A proposed federal rule would help people enter the trucking workforce more easily by granting states more flexibility in awarding commercial driver's licenses (CDLs), the U.S. Department of Transportation said today.
The rule would streamline the process for men and women interested in trucking jobs by allowing states greater flexibility in conducting skill tests for the commercial driver's license (CDL), according to the DOT's Federal Motor Carrier Safety Administration (FMCSA) arm.
According to FMCSA, the change would alleviate testing delays and eliminate needless inconvenience and expense to the CDL applicant, all without compromising safety.

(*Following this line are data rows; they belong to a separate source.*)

//! Maps a block's input bytes through a named codepage to UTF-8, preserving
//! a carry tail of incomplete characters across calls and applying the
//! `,swaplfnl` newline modifier.

use snafu::ensure;

use crate::ebcdic;
use crate::error::{BufferTooSmallSnafu, Result, UnknownEncodingSnafu};
use crate::options::EncodingSpec;

enum Codepage {
    Utf8Passthrough,
    Unicode(&'static encoding_rs::Encoding),
    Ebcdic(&'static ebcdic::Table),
}

pub struct Transcoder {
    codepage: Codepage,
    swaplfnl: bool,
    /// Unicode-family decode state (carries partial multibyte sequences
    /// across block boundaries internally).
    decoder: Option<encoding_rs::Decoder>,
    /// Trailing bytes of a UTF-8 passthrough block that did not form a
    /// complete character; held for the next call.
    passthrough_carry: Vec<u8>,
}

impl Transcoder {
    pub fn try_new(spec: &EncodingSpec) -> Result<Self> {
        if spec.is_utf8_passthrough() {
            return Ok(Self {
                codepage: Codepage::Utf8Passthrough,
                swaplfnl: spec.swaplfnl,
                decoder: None,
                passthrough_carry: Vec::new(),
            });
        }
        if let Some(table) = ebcdic::lookup(&spec.codepage) {
            return Ok(Self {
                codepage: Codepage::Ebcdic(table),
                swaplfnl: spec.swaplfnl,
                decoder: None,
                passthrough_carry: Vec::new(),
            });
        }
        if let Some(encoding) = encoding_rs::Encoding::for_label(spec.codepage.as_bytes()) {
            return Ok(Self {
                decoder: Some(encoding.new_decoder()),
                codepage: Codepage::Unicode(encoding),
                swaplfnl: spec.swaplfnl,
                passthrough_carry: Vec::new(),
            });
        }
        UnknownEncodingSnafu {
            name: spec.codepage.clone(),
        }
        .fail()
    }

    /// Transcode one block of input to UTF-8. `eof` tells the decoder
    /// whether more input may follow (needed so Unicode multibyte decoders
    /// know whether a trailing partial sequence is an error or a carry).
    pub fn transcode_block(
        &mut self,
        input: &[u8],
        eof: bool,
        buffer_safety_factor: f64,
        block_size: usize,
    ) -> Result<Vec<u8>> {
        match self.codepage {
            Codepage::Utf8Passthrough => Ok(self.passthrough(input, eof)),
            Codepage::Ebcdic(table) => Ok(self.decode_single_byte(input, table)),
            Codepage::Unicode(_) => self.decode_unicode(input, eof, buffer_safety_factor, block_size),
        }
    }

    fn passthrough(&mut self, input: &[u8], eof: bool) -> Vec<u8> {
        let mut combined = std::mem::take(&mut self.passthrough_carry);
        combined.extend_from_slice(input);

        let valid_up_to = match std::str::from_utf8(&combined) {
            Ok(_) => combined.len(),
            Err(e) => e.valid_up_to(),
        };

        if eof {
            // No more input is coming; whatever didn't validate is passed
            // through as-is rather than silently dropped.
            return combined;
        }

        self.passthrough_carry = combined.split_off(valid_up_to);
        combined
    }

    fn decode_single_byte(&self, input: &[u8], table: &'static ebcdic::Table) -> Vec<u8> {
        let mut out = String::with_capacity(input.len());
        for &byte in input {
            let ch = if self.swaplfnl && byte == table.newline_byte {
                '\n'
            } else {
                table.decode_byte(byte)
            };
            out.push(ch);
        }
        out.into_bytes()
    }

    /// `decode_to_utf8` only promises to consume as much of `input` as fits
    /// in the destination it's given; on `OutputFull` the idiomatic
    /// `encoding_rs` continuation is to call it again with the *remaining*
    /// unconsumed input and a fresh buffer, never by resending
    /// already-consumed bytes into the same stateful decoder a second time
    /// (that would replay them). This loop is that continuation: it starts
    /// from a buffer sized `buffer_safety_factor * block_size` (spec §4.2's
    /// "reserves an output buffer sized buffer_safety_factor × block_size")
    /// and, on `OutputFull`, grows it geometrically up to a generous cap
    /// before falling back to repeated same-size attempts. Each attempt
    /// still makes forward progress as long as at least one character fits,
    /// so a large block just takes more iterations rather than failing.
    /// Only a buffer too small to hold even a single decoded character at
    /// the cap is a genuine `BufferTooSmall` (spec §7: "... or surface");
    /// that can't happen at this cap since the UTF-8 encoding of any single
    /// `char` is at most 4 bytes.
    fn decode_unicode(
        &mut self,
        input: &[u8],
        eof: bool,
        buffer_safety_factor: f64,
        block_size: usize,
    ) -> Result<Vec<u8>> {
        let decoder = self
            .decoder
            .as_mut()
            .expect("unicode codepage always has a decoder");

        let mut capacity = (((block_size as f64) * buffer_safety_factor).ceil() as usize).max(block_size);
        let max_capacity = capacity.saturating_mul(1024).max(1 << 20);

        let mut out = Vec::with_capacity(capacity);
        let mut consumed = 0usize;
        loop {
            let mut scratch = vec![0u8; capacity];
            let (result, read, written, _had_errors) =
                decoder.decode_to_utf8(&input[consumed..], &mut scratch, eof);
            scratch.truncate(written);
            out.extend_from_slice(&scratch);
            consumed += read;

            match result {
                encoding_rs::CoderResult::InputEmpty => break,
                encoding_rs::CoderResult::OutputFull => {
                    if capacity < max_capacity {
                        capacity = (capacity * 2).min(max_capacity);
                    } else {
                        ensure!(
                            read > 0,
                            BufferTooSmallSnafu {
                                safety_factor: buffer_safety_factor,
                                block_size,
                            }
                        );
                    }
                }
            }
        }

        if self.swaplfnl {
            swap_nel_for_lf(&mut out);
        }
        Ok(out)
    }
}

/// Replaces the Unicode NEL control character (U+0085), the conventional
/// "native newline" for several legacy single- and double-byte codepages,
/// with ASCII LF in-place on the decoded UTF-8 buffer.
fn swap_nel_for_lf(buf: &mut Vec<u8>) {
    const NEL_UTF8: [u8; 2] = [0xC2, 0x85];
    if !buf.windows(2).any(|w| w == NEL_UTF8) {
        return;
    }
    let mut result = Vec::with_capacity(buf.len());
    let mut i = 0;
    while i < buf.len() {
        if buf[i..].starts_with(&NEL_UTF8) {
            result.push(b'\n');
            i += 2;
        } else {
            result.push(buf[i]);
            i += 1;
        }
    }
    *buf = result;
}

#[cfg(test)]
mod tests {
    use super::*;

    #[test]
    fn utf8_passthrough_round_trips_ascii() {
        let spec = EncodingSpec::parse("");
        let mut transcoder = Transcoder::try_new(&spec).unwrap();
        let out = transcoder
            .transcode_block(b"hello\r\nworld", true, 2.0, 4096)
            .unwrap();
        assert_eq!(out, b"hello\r\nworld");
    }

    #[test]
    fn ebcdic_decodes_digits_and_letters() {
        let spec = EncodingSpec::parse("cp1047");
        let mut transcoder = Transcoder::try_new(&spec).unwrap();
        // 'A' = 0xC1, '1' = 0xF1 in CP1047.
        let out = transcoder
            .transcode_block(&[0xC1, 0xF1], true, 2.0, 4096)
            .unwrap();
        assert_eq!(out, b"A1");
    }

    #[test]
    fn ebcdic_swaplfnl_maps_native_newline_to_lf() {
        let spec = EncodingSpec::parse("cp1047,swaplfnl");
        let mut transcoder = Transcoder::try_new(&spec).unwrap();
        let out = transcoder.transcode_block(&[0xC1, 0x25], true, 2.0, 4096).unwrap();
        assert_eq!(out, b"A\n");
    }

    #[test]
    fn unknown_encoding_is_rejected() {
        let spec = EncodingSpec::parse("not-a-real-codepage");
        assert!(Transcoder::try_new(&spec).is_err());
    }

    #[test]
    fn big5_round_trips_through_encoding_rs() {
        let spec = EncodingSpec::parse("Big5");
        let mut transcoder = Transcoder::try_new(&spec).unwrap();
        // Big5-encoded ASCII digits are identical to their ASCII bytes.
        let out = transcoder.transcode_block(b"12345", true, 2.0, 4096).unwrap();
        assert_eq!(out, b"12345");
    }

    #[test]
    fn an_initially_undersized_buffer_still_decodes_correctly_via_internal_growth() {
        let spec = EncodingSpec::parse("windows-1252");
        let mut transcoder = Transcoder::try_new(&spec).unwrap();
        // 0x80 is the euro sign in windows-1252, which expands to 3 UTF-8
        // bytes; sixteen of them need 48 bytes against a 4-byte starting
        // buffer (factor 1.0, block_size 4), forcing several internal
        // grow-and-continue iterations (spec §4.2: "the block is
        // re-processed with a larger factor").
        let input = [0x80u8; 16];
        let out = transcoder.transcode_block(&input, true, 1.0, 4).unwrap();
        assert_eq!(out, "€".repeat(16).as_bytes());
    }

    #[test]
    fn sufficiently_large_buffer_decodes_the_same_expanding_input() {
        let spec = EncodingSpec::parse("windows-1252");
        let mut transcoder = Transcoder::try_new(&spec).unwrap();
        let input = [0x80u8; 4];
        let out = transcoder.transcode_block(&input, false, 4.0, 4).unwrap();
        assert_eq!(out, "€€€€".as_bytes());
    }
}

Federal rules currently do not permit a CDL skills instructor who is also authorized by the state to administer the CDL skills test to perform both the instruction and the qualifying testing for the same CDL applicant. The proposal announced today would eliminate that restriction and permit states the discretion to allow qualified third-party skills trainers to also conduct the skills testing for the same individual, FMCSA said.
"We continue to examine opportunities to provide common-sense regulatory relief to states and to individuals seeking to obtain a CDL. This proposal will provide states more flexibility, while maintaining safety on our roadways," FMCSA Administrator Raymond P. Martinez said in a release. "I encourage all interested parties to review the proposal and to offer their comments to the docket."
Upon publication in the Federal Register, a 60-day public comment period will commence. The proposal is available online, including information on submitting comments to the Federal Register Docket.
The potential change in regulations is the latest effort by FMCSA to encourage more workers to enter the truck driving ranks, following programs that would make it easier for military veterans and for younger drivers to gain their CDLs.
It comes amid rising safety concerns about the process of monitoring CDL holders after a deadly New Hampshire crash caused by a driver for a Massachusetts trucking fleet who had a history of drug and alcohol arrests. The incident led to the resignation of the head of the state's registry of motor vehicles (RMV).